Work required:
Scan the entries below line by line and state how many lines contain the string "core", giving only the number.

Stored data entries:
********

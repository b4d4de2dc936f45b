//! Logging bootstrap and panic capture.
//!
//! # Responsibility
//! - Initialize the `log` backend exactly once per process, to stderr or to a
//!   rolling log directory. Stdout stays free for command output.
//! - Emit `event=... module=... status=...` diagnostic lines from core.
//!
//! # Invariants
//! - Logging init is idempotent for the same level and target.
//! - Re-initialization with a different level or target is rejected.
//! - Logging initialization must not panic.

use flexi_logger::{Cleanup, Criterion, FileSpec, Logger, LoggerHandle, Naming, WriteMode};
use log::{error, info};
use once_cell::sync::OnceCell;
use std::fmt::{Display, Formatter};
use std::path::{Path, PathBuf};

const LOG_FILE_BASENAME: &str = "userstore";
const MAX_LOG_FILE_SIZE_BYTES: u64 = 10 * 1024 * 1024;
const MAX_LOG_FILES: usize = 5;
const MAX_PANIC_PAYLOAD_CHARS: usize = 160;

static LOGGING_STATE: OnceCell<LoggingState> = OnceCell::new();
static PANIC_HOOK_INSTALLED: OnceCell<()> = OnceCell::new();

/// Where log lines are written.
#[derive(Debug, Clone, PartialEq, Eq)]
pub enum LogTarget {
    Stderr,
    /// Absolute directory holding size-rotated `userstore*.log` files.
    Directory(PathBuf),
}

impl Display for LogTarget {
    fn fmt(&self, f: &mut Formatter<'_>) -> std::fmt::Result {
        match self {
            Self::Stderr => write!(f, "stderr"),
            Self::Directory(dir) => write!(f, "{}", dir.display()),
        }
    }
}

struct LoggingState {
    level: &'static str,
    target: LogTarget,
    _logger: LoggerHandle,
}

/// Initializes core logging.
///
/// `log_dir = None` logs to stderr; `Some(dir)` logs to rotating files under
/// the absolute directory `dir`.
///
/// # Errors
/// - Returns an error when `level` is unsupported.
/// - Returns an error when `log_dir` is empty, relative, or cannot be created.
/// - Returns an error when logging is already active with another level or
///   target, or when the backend fails to start.
pub fn init_logging(level: &str, log_dir: Option<&str>) -> Result<(), String> {
    let normalized_level = normalize_level(level)?;
    let target = match log_dir {
        Some(dir) => LogTarget::Directory(normalize_log_dir(dir)?),
        None => LogTarget::Stderr,
    };

    if let Some(state) = LOGGING_STATE.get() {
        return ensure_same_config(state, normalized_level, &target);
    }

    let state = LOGGING_STATE.get_or_try_init(|| -> Result<LoggingState, String> {
        let logger = start_logger(normalized_level, &target)?;
        install_panic_hook_once();

        info!(
            "event=app_start module=core status=ok platform={} build_mode={} version={}",
            std::env::consts::OS,
            build_mode(),
            env!("CARGO_PKG_VERSION")
        );
        info!(
            "event=core_init module=core status=ok level={} target={}",
            normalized_level, target
        );

        Ok(LoggingState {
            level: normalized_level,
            target: target.clone(),
            _logger: logger,
        })
    })?;

    ensure_same_config(state, normalized_level, &target)
}

/// Returns `(level, target)` of active logging, or `None` before init.
pub fn logging_status() -> Option<(&'static str, LogTarget)> {
    LOGGING_STATE
        .get()
        .map(|state| (state.level, state.target.clone()))
}

/// Returns the default log level for current build mode.
///
/// - `debug` builds -> `debug`
/// - `release` builds -> `info`
pub fn default_log_level() -> &'static str {
    if cfg!(debug_assertions) {
        "debug"
    } else {
        "info"
    }
}

fn start_logger(level: &'static str, target: &LogTarget) -> Result<LoggerHandle, String> {
    let logger = Logger::try_with_str(level)
        .map_err(|err| format!("invalid log level `{level}`: {err}"))?;

    let logger = match target {
        LogTarget::Stderr => logger
            .log_to_stderr()
            .format(flexi_logger::detailed_format),
        LogTarget::Directory(dir) => {
            std::fs::create_dir_all(dir).map_err(|err| {
                format!("failed to create log directory `{}`: {err}", dir.display())
            })?;
            logger
                .log_to_file(
                    FileSpec::default()
                        .directory(dir.as_path())
                        .basename(LOG_FILE_BASENAME),
                )
                .rotate(
                    Criterion::Size(MAX_LOG_FILE_SIZE_BYTES),
                    Naming::Numbers,
                    Cleanup::KeepLogFiles(MAX_LOG_FILES),
                )
                .write_mode(WriteMode::BufferAndFlush)
                .append()
                .format_for_files(flexi_logger::detailed_format)
        }
    };

    logger
        .start()
        .map_err(|err| format!("failed to start logger: {err}"))
}

fn ensure_same_config(
    state: &LoggingState,
    level: &'static str,
    target: &LogTarget,
) -> Result<(), String> {
    if state.target != *target {
        return Err(format!(
            "logging already initialized at `{}`; refusing to switch to `{}`",
            state.target, target
        ));
    }
    if state.level != level {
        return Err(format!(
            "logging already initialized with level `{}`; refusing to switch to `{}`",
            state.level, level
        ));
    }
    Ok(())
}

fn normalize_level(level: &str) -> Result<&'static str, String> {
    match level.trim().to_ascii_lowercase().as_str() {
        "trace" => Ok("trace"),
        "debug" => Ok("debug"),
        "info" => Ok("info"),
        "warn" | "warning" => Ok("warn"),
        "error" => Ok("error"),
        other => Err(format!(
            "unsupported log level `{other}`; expected trace|debug|info|warn|error"
        )),
    }
}

fn normalize_log_dir(log_dir: &str) -> Result<PathBuf, String> {
    let trimmed = log_dir.trim();
    if trimmed.is_empty() {
        return Err("log_dir cannot be empty".to_string());
    }
    let path = Path::new(trimmed);
    if !path.is_absolute() {
        return Err(format!("log_dir must be an absolute path, got `{trimmed}`"));
    }
    Ok(path.to_path_buf())
}

fn build_mode() -> &'static str {
    if cfg!(debug_assertions) {
        "debug"
    } else {
        "release"
    }
}

fn install_panic_hook_once() {
    if PANIC_HOOK_INSTALLED.get().is_some() {
        return;
    }

    let previous_hook = std::panic::take_hook();
    std::panic::set_hook(Box::new(move |panic_info| {
        // Payload may carry user names; keep it on one line and capped.
        let location = panic_info
            .location()
            .map(|loc| format!("{}:{}", loc.file(), loc.line()))
            .unwrap_or_else(|| "unknown".to_string());
        let payload = panic_payload_summary(panic_info);
        error!(
            "event=panic_captured module=core status=error location={} payload={}",
            location, payload
        );
        previous_hook(panic_info);
    }));

    let _ = PANIC_HOOK_INSTALLED.set(());
}

fn panic_payload_summary(info: &std::panic::PanicHookInfo<'_>) -> String {
    let payload = if let Some(message) = info.payload().downcast_ref::<&str>() {
        (*message).to_string()
    } else if let Some(message) = info.payload().downcast_ref::<String>() {
        message.clone()
    } else {
        "non-string panic payload".to_string()
    };

    sanitize_message(&payload, MAX_PANIC_PAYLOAD_CHARS)
}

fn sanitize_message(value: &str, max_chars: usize) -> String {
    let normalized = value.replace(['\n', '\r'], " ");
    let mut truncated = normalized.chars().take(max_chars).collect::<String>();
    if normalized.chars().count() > max_chars {
        truncated.push_str("...");
    }
    truncated
}

#[cfg(test)]
mod tests {
    use super::{
        init_logging, logging_status, normalize_level, normalize_log_dir, sanitize_message,
        LogTarget,
    };

    #[test]
    fn normalize_level_accepts_known_values() {
        assert_eq!(
            normalize_level("DEBUG").expect("DEBUG should normalize"),
            "debug"
        );
        assert_eq!(
            normalize_level(" warning ").expect("warning should normalize"),
            "warn"
        );
        assert!(normalize_level("verbose").is_err());
    }

    #[test]
    fn normalize_log_dir_rejects_relative_and_empty_paths() {
        let error = normalize_log_dir("logs/dev").expect_err("relative paths must be rejected");
        assert!(error.contains("absolute"));
        assert!(normalize_log_dir("   ").is_err());
    }

    #[test]
    fn sanitize_message_removes_newlines_and_truncates() {
        let sanitized = sanitize_message("alice\nbob\rcarol", 8);
        assert!(!sanitized.contains('\n'));
        assert!(!sanitized.contains('\r'));
        assert_eq!(sanitized, "alice bo...");
    }

    #[test]
    fn log_target_display_names_destination() {
        assert_eq!(LogTarget::Stderr.to_string(), "stderr");
    }

    #[test]
    fn init_logging_is_idempotent_for_same_config_and_rejects_conflicts() {
        let dir = tempfile::tempdir().expect("temp dir should be created");
        let log_dir = dir.path().join("logs");
        let log_dir_str = log_dir
            .to_str()
            .expect("temp dir should be valid UTF-8")
            .to_string();

        init_logging("info", Some(&log_dir_str)).expect("first init should succeed");
        init_logging("INFO", Some(&log_dir_str)).expect("same config should be idempotent");

        let level_error =
            init_logging("debug", Some(&log_dir_str)).expect_err("level conflict should fail");
        assert!(level_error.contains("refusing to switch"));

        let target_error = init_logging("info", None).expect_err("target conflict should fail");
        assert!(target_error.contains("refusing to switch"));

        let (active_level, active_target) = logging_status().expect("logging should be active");
        assert_eq!(active_level, "info");
        assert_eq!(active_target, LogTarget::Directory(log_dir));
    }
}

********

Written answer:
5